**PROMPT**: Below are some records; find each line that carries the word "what" and copy it.
---- PROVIDED INFORMATION
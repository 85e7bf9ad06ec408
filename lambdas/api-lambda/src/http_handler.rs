use edubase_shared::{
    auth::{self, bearer_token, Session},
    dashboard, invites, responses, users, AppState,
};
use lambda_http::{http::Method, Body, Error, Request, RequestExt, Response};
use std::sync::Arc;

/// Main Lambda handler - routes requests to the directory, invite and auth endpoints
pub(crate) async fn function_handler(
    event: Request,
    state: Arc<AppState>,
) -> Result<Response<Body>, Error> {
    let method = event.method();
    let path = event.uri().path();
    let body = event.body();
    tracing::info!("🚀 EduBase API invoked - Method: {} Path: {}", method, path);

    // Handle CORS preflight
    if method == "OPTIONS" {
        return responses::preflight();
    }

    let access_token = bearer_token(event.headers());
    let identity = state.identity.as_ref();
    let parts: Vec<&str> = path.split('/').filter(|s| !s.is_empty()).collect();

    match (method, parts.as_slice()) {
        // POST /login - exchange credentials for tokens (public)
        (&Method::POST, ["login"]) => auth::login(identity, body).await,
        // POST /logout - end the provider session
        (&Method::POST, ["logout"]) => auth::logout(identity, access_token).await,
        // GET /users?search=&role= - filtered directory
        (&Method::GET, ["users"]) => {
            let params = event.query_string_parameters_ref();
            let search = params.and_then(|p| p.first("search")).unwrap_or("");
            let role = params.and_then(|p| p.first("role")).unwrap_or("all");

            users::list_users(state.directory.as_ref(), identity, access_token, search, role).await
        }
        // GET /users/me - the signed-in user
        (&Method::GET, ["users", "me"]) => {
            let session = Session::resolve(identity, access_token).await;
            users::get_me(&session)
        }
        // GET /dashboard - directory statistics
        (&Method::GET, ["dashboard"]) => {
            dashboard::get_dashboard(state.directory.as_ref(), identity, access_token).await
        }
        // POST /invites - email an invitation
        (&Method::POST, ["invites"]) => {
            let session = Session::resolve(identity, access_token).await;
            let Some(inviter) = session.user() else {
                return responses::sign_in_required();
            };

            invites::send_invite(
                state.notifier.as_ref(),
                &state.config.frontend_url,
                inviter,
                body,
            )
            .await
        }
        (_, ["login"] | ["logout"] | ["users"] | ["users", "me"] | ["dashboard"] | ["invites"]) => {
            responses::method_not_allowed()
        }
        _ => {
            tracing::warn!("⚠️ No route matched - Method: {} Path: {}", method, path);
            responses::not_found()
        }
    }
}

#[cfg(test)]
mod tests {
    use super::*;
    use async_trait::async_trait;
    use edubase_shared::auth::{IdentityError, IdentityProvider, LoginResponse, SessionUser};
    use edubase_shared::config::Config;
    use edubase_shared::email::{NotificationSender, NotifyError};
    use edubase_shared::types::{EmailMessage, Role, UserRecord};
    use edubase_shared::users::{DirectoryError, DirectoryStore};
    use lambda_http::http::StatusCode;
    use std::collections::HashMap;
    use std::sync::Mutex;

    struct StaticDirectory(Option<Vec<UserRecord>>);

    #[async_trait]
    impl DirectoryStore for StaticDirectory {
        async fn list_users(&self) -> Result<Vec<UserRecord>, DirectoryError> {
            self.0
                .clone()
                .ok_or_else(|| DirectoryError::Query("table missing".to_string()))
        }
    }

    struct TokenIdentity;

    #[async_trait]
    impl IdentityProvider for TokenIdentity {
        async fn current_user(&self, token: &str) -> Result<Option<SessionUser>, IdentityError> {
            if token == "good" {
                Ok(Some(SessionUser {
                    id: "sub-1".to_string(),
                    email: "principal@school.edu".to_string(),
                    full_name: "Pat Principal".to_string(),
                    role: Role::Admin,
                }))
            } else {
                Err(IdentityError::NotAuthorized("access token rejected".to_string()))
            }
        }

        async fn login(&self, _email: &str, password: &str) -> Result<LoginResponse, IdentityError> {
            if password == "correct horse" {
                Ok(LoginResponse {
                    id_token: "id".to_string(),
                    access_token: "good".to_string(),
                    refresh_token: "refresh".to_string(),
                    expires_in: 3600,
                })
            } else {
                Err(IdentityError::NotAuthorized("Incorrect email or password".to_string()))
            }
        }

        async fn logout(&self, _token: &str) -> Result<(), IdentityError> {
            Ok(())
        }
    }

    #[derive(Default)]
    struct Outbox {
        fail: bool,
        sent: Mutex<Vec<EmailMessage>>,
    }

    #[async_trait]
    impl NotificationSender for Outbox {
        async fn send(&self, message: &EmailMessage) -> Result<(), NotifyError> {
            self.sent.lock().unwrap().push(message.clone());
            if self.fail {
                Err(NotifyError::Delivery("throttled".to_string()))
            } else {
                Ok(())
            }
        }
    }

    fn directory() -> Vec<UserRecord> {
        vec![
            UserRecord::new("1", "Alice Moreau", "alice@school.edu", Role::Admin),
            UserRecord::new("2", "Bob Stone", "bob@school.edu", Role::User),
            UserRecord::new("3", "Carla Alison", "carla@school.edu", Role::User),
        ]
    }

    fn state_with(users: Option<Vec<UserRecord>>, outbox: Arc<Outbox>) -> Arc<AppState> {
        let config = Config {
            table_name: "edubase-test".to_string(),
            frontend_url: "https://edu.example/".to_string(),
            sender_email: "noreply@edu.example".to_string(),
            cognito_client_id: "client".to_string(),
            cognito_client_secret: "secret".to_string(),
        };
        AppState::new(
            config,
            Arc::new(StaticDirectory(users)),
            Arc::new(TokenIdentity),
            outbox,
        )
    }

    fn request(method: &str, uri: &str, token: Option<&str>, body: &str) -> Request {
        let mut builder = lambda_http::http::Request::builder().method(method).uri(uri);
        if let Some(token) = token {
            builder = builder.header("Authorization", format!("Bearer {}", token));
        }
        builder.body(Body::from(body.to_string())).unwrap()
    }

    fn json_body(response: &Response<Body>) -> serde_json::Value {
        serde_json::from_slice(&response.body().to_vec()).unwrap()
    }

    #[tokio::test]
    async fn test_preflight() {
        let state = state_with(Some(directory()), Arc::default());
        let response = function_handler(request("OPTIONS", "/users", None, ""), state)
            .await
            .unwrap();

        assert_eq!(response.status(), StatusCode::OK);
        assert_eq!(response.headers()["Access-Control-Allow-Origin"], "*");
    }

    #[tokio::test]
    async fn test_listing_requires_sign_in() {
        let state = state_with(Some(directory()), Arc::default());

        for token in [None, Some("expired")] {
            let response = function_handler(request("GET", "/users", token, ""), state.clone())
                .await
                .unwrap();
            assert_eq!(response.status(), StatusCode::UNAUTHORIZED);
            assert_eq!(json_body(&response)["error"], "AccessRequired");
        }
    }

    #[tokio::test]
    async fn test_listing_applies_search_and_role() {
        let state = state_with(Some(directory()), Arc::default());

        let mut params = HashMap::new();
        params.insert("search".to_string(), "ALI".to_string());
        params.insert("role".to_string(), "user".to_string());
        let event = request("GET", "/users", Some("good"), "").with_query_string_parameters(params);

        let response = function_handler(event, state).await.unwrap();
        assert_eq!(response.status(), StatusCode::OK);

        let body = json_body(&response);
        assert_eq!(body["count"], 1);
        assert_eq!(body["summary"], "1 user found");
        assert_eq!(body["users"][0]["id"], "3");
        assert_eq!(body["users"][0]["initials"], "CA");
        assert_eq!(body["users"][0]["role_label"], "Student");
    }

    #[tokio::test]
    async fn test_listing_rejects_unknown_role() {
        let state = state_with(Some(directory()), Arc::default());

        let mut params = HashMap::new();
        params.insert("role".to_string(), "teacher".to_string());
        let event = request("GET", "/users", Some("good"), "").with_query_string_parameters(params);

        let response = function_handler(event, state).await.unwrap();
        assert_eq!(response.status(), StatusCode::BAD_REQUEST);
        assert_eq!(json_body(&response)["error"], "InvalidRoleFilter");
    }

    #[tokio::test]
    async fn test_unknown_role_without_session_asks_for_sign_in() {
        let state = state_with(Some(directory()), Arc::default());

        let mut params = HashMap::new();
        params.insert("role".to_string(), "bogus".to_string());
        let event = request("GET", "/users", None, "").with_query_string_parameters(params);

        let response = function_handler(event, state).await.unwrap();
        assert_eq!(response.status(), StatusCode::UNAUTHORIZED);
        assert_eq!(json_body(&response)["error"], "AccessRequired");
    }

    #[tokio::test]
    async fn test_listing_reports_directory_failure() {
        let state = state_with(None, Arc::default());
        let response = function_handler(request("GET", "/users", Some("good"), ""), state)
            .await
            .unwrap();

        assert_eq!(response.status(), StatusCode::INTERNAL_SERVER_ERROR);
        assert_eq!(json_body(&response)["error"], "DirectoryUnavailable");
    }

    #[tokio::test]
    async fn test_invite_sent() {
        let outbox = Arc::new(Outbox::default());
        let state = state_with(Some(directory()), outbox.clone());
        let body = r#"{"email":"a@x.com","fullName":"Alice","role":"admin"}"#;

        let response = function_handler(request("POST", "/invites", Some("good"), body), state)
            .await
            .unwrap();
        assert_eq!(response.status(), StatusCode::OK);

        let json = json_body(&response);
        assert_eq!(json["outcome"]["state"], "sent");
        assert_eq!(json["outcome"]["link"], "https://edu.example/Dashboard");
        assert_eq!(json["refresh_directory"], true);

        let sent = outbox.sent.lock().unwrap();
        assert_eq!(sent.len(), 1);
        assert_eq!(sent[0].to, "a@x.com");
        assert_eq!(sent[0].subject, "Welcome to EduBase - Teacher Invitation");
    }

    #[tokio::test]
    async fn test_invite_send_failure_returns_fallback_link() {
        let outbox = Arc::new(Outbox {
            fail: true,
            ..Default::default()
        });
        let state = state_with(Some(directory()), outbox);
        let body = r#"{"email":"b@x.com","fullName":"Bob"}"#;

        let response = function_handler(request("POST", "/invites", Some("good"), body), state)
            .await
            .unwrap();
        assert_eq!(response.status(), StatusCode::OK);

        let json = json_body(&response);
        assert_eq!(json["outcome"]["state"], "failed");
        assert_eq!(json["outcome"]["link"], "https://edu.example/Dashboard");
        assert_eq!(json["message"], invites::SEND_FAILED_MESSAGE);
        assert_eq!(json["refresh_directory"], false);
    }

    #[tokio::test]
    async fn test_invite_requires_name_and_email() {
        let outbox = Arc::new(Outbox::default());
        let state = state_with(Some(directory()), outbox.clone());
        let body = r#"{"email":"","fullName":"x"}"#;

        let response = function_handler(request("POST", "/invites", Some("good"), body), state)
            .await
            .unwrap();

        assert_eq!(response.status(), StatusCode::BAD_REQUEST);
        assert_eq!(json_body(&response)["message"], "Please fill in all required fields");
        assert!(outbox.sent.lock().unwrap().is_empty());
    }

    #[tokio::test]
    async fn test_invite_requires_sign_in() {
        let outbox = Arc::new(Outbox::default());
        let state = state_with(Some(directory()), outbox.clone());
        let body = r#"{"email":"a@x.com","fullName":"Alice"}"#;

        let response = function_handler(request("POST", "/invites", None, body), state)
            .await
            .unwrap();

        assert_eq!(response.status(), StatusCode::UNAUTHORIZED);
        assert!(outbox.sent.lock().unwrap().is_empty());
    }

    #[tokio::test]
    async fn test_dashboard_and_me() {
        let state = state_with(Some(directory()), Arc::default());

        let response = function_handler(request("GET", "/dashboard", Some("good"), ""), state.clone())
            .await
            .unwrap();
        let stats = json_body(&response);
        assert_eq!(stats["total_users"], 3);
        assert_eq!(stats["admins"], 1);
        assert_eq!(stats["students"], 2);

        let response = function_handler(request("GET", "/users/me", Some("good"), ""), state)
            .await
            .unwrap();
        assert_eq!(json_body(&response)["email"], "principal@school.edu");
    }

    #[tokio::test]
    async fn test_login_and_logout() {
        let state = state_with(Some(directory()), Arc::default());

        let body = r#"{"email":"p@school.edu","password":"correct horse"}"#;
        let response = function_handler(request("POST", "/login", None, body), state.clone())
            .await
            .unwrap();
        assert_eq!(response.status(), StatusCode::OK);
        assert_eq!(json_body(&response)["access_token"], "good");

        let response = function_handler(request("POST", "/logout", Some("good"), ""), state)
            .await
            .unwrap();
        assert_eq!(response.status(), StatusCode::NO_CONTENT);
    }

    #[tokio::test]
    async fn test_unknown_routes() {
        let state = state_with(Some(directory()), Arc::default());

        let response = function_handler(request("GET", "/projects", Some("good"), ""), state.clone())
            .await
            .unwrap();
        assert_eq!(response.status(), StatusCode::NOT_FOUND);

        let response = function_handler(request("DELETE", "/users", Some("good"), ""), state)
            .await
            .unwrap();
        assert_eq!(response.status(), StatusCode::METHOD_NOT_ALLOWED);
    }
}
use async_trait::async_trait;
use aws_sdk_sesv2::types::{Body, Content, Destination, EmailContent, Message};
use aws_sdk_sesv2::Client as SesClient;
use thiserror::Error;

use crate::types::EmailMessage;

#[derive(Debug, Error)]
pub enum NotifyError {
    #[error("failed to build email: {0}")]
    Build(String),
    #[error("failed to send email: {0}")]
    Delivery(String),
}

/// Delivers a composed message. Failure says nothing about why.
#[async_trait]
pub trait NotificationSender: Send + Sync {
    async fn send(&self, message: &EmailMessage) -> Result<(), NotifyError>;
}

/// Sends plain text mail through AWS SES
pub struct SesSender {
    client: SesClient,
    from_address: String,
}

impl SesSender {
    pub fn new(client: SesClient, from_address: impl Into<String>) -> Self {
        Self {
            client,
            from_address: from_address.into(),
        }
    }
}

fn utf8_content(data: &str, what: &str) -> Result<Content, NotifyError> {
    Content::builder()
        .data(data)
        .charset("UTF-8")
        .build()
        .map_err(|e| NotifyError::Build(format!("{}: {:?}", what, e)))
}

#[async_trait]
impl NotificationSender for SesSender {
    async fn send(&self, message: &EmailMessage) -> Result<(), NotifyError> {
        let destination = Destination::builder().to_addresses(&message.to).build();

        let subject = utf8_content(&message.subject, "subject")?;
        let text = utf8_content(&message.body, "text body")?;

        let body = Body::builder().text(text).build();
        let content = EmailContent::builder()
            .simple(Message::builder().subject(subject).body(body).build())
            .build();

        self.client
            .send_email()
            .from_email_address(&self.from_address)
            .destination(destination)
            .content(content)
            .send()
            .await
            .map_err(|e| NotifyError::Delivery(format!("{:?}", e)))?;

        tracing::info!("Invitation email sent to {}", message.to);
        Ok(())
    }
}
--------
**SOLVED PROBLEM**:
fn utf8_content(data: &str, what: &str) -> Result<Content, NotifyError> {
        .map_err(|e| NotifyError::Build(format!("{}: {:?}", what, e)))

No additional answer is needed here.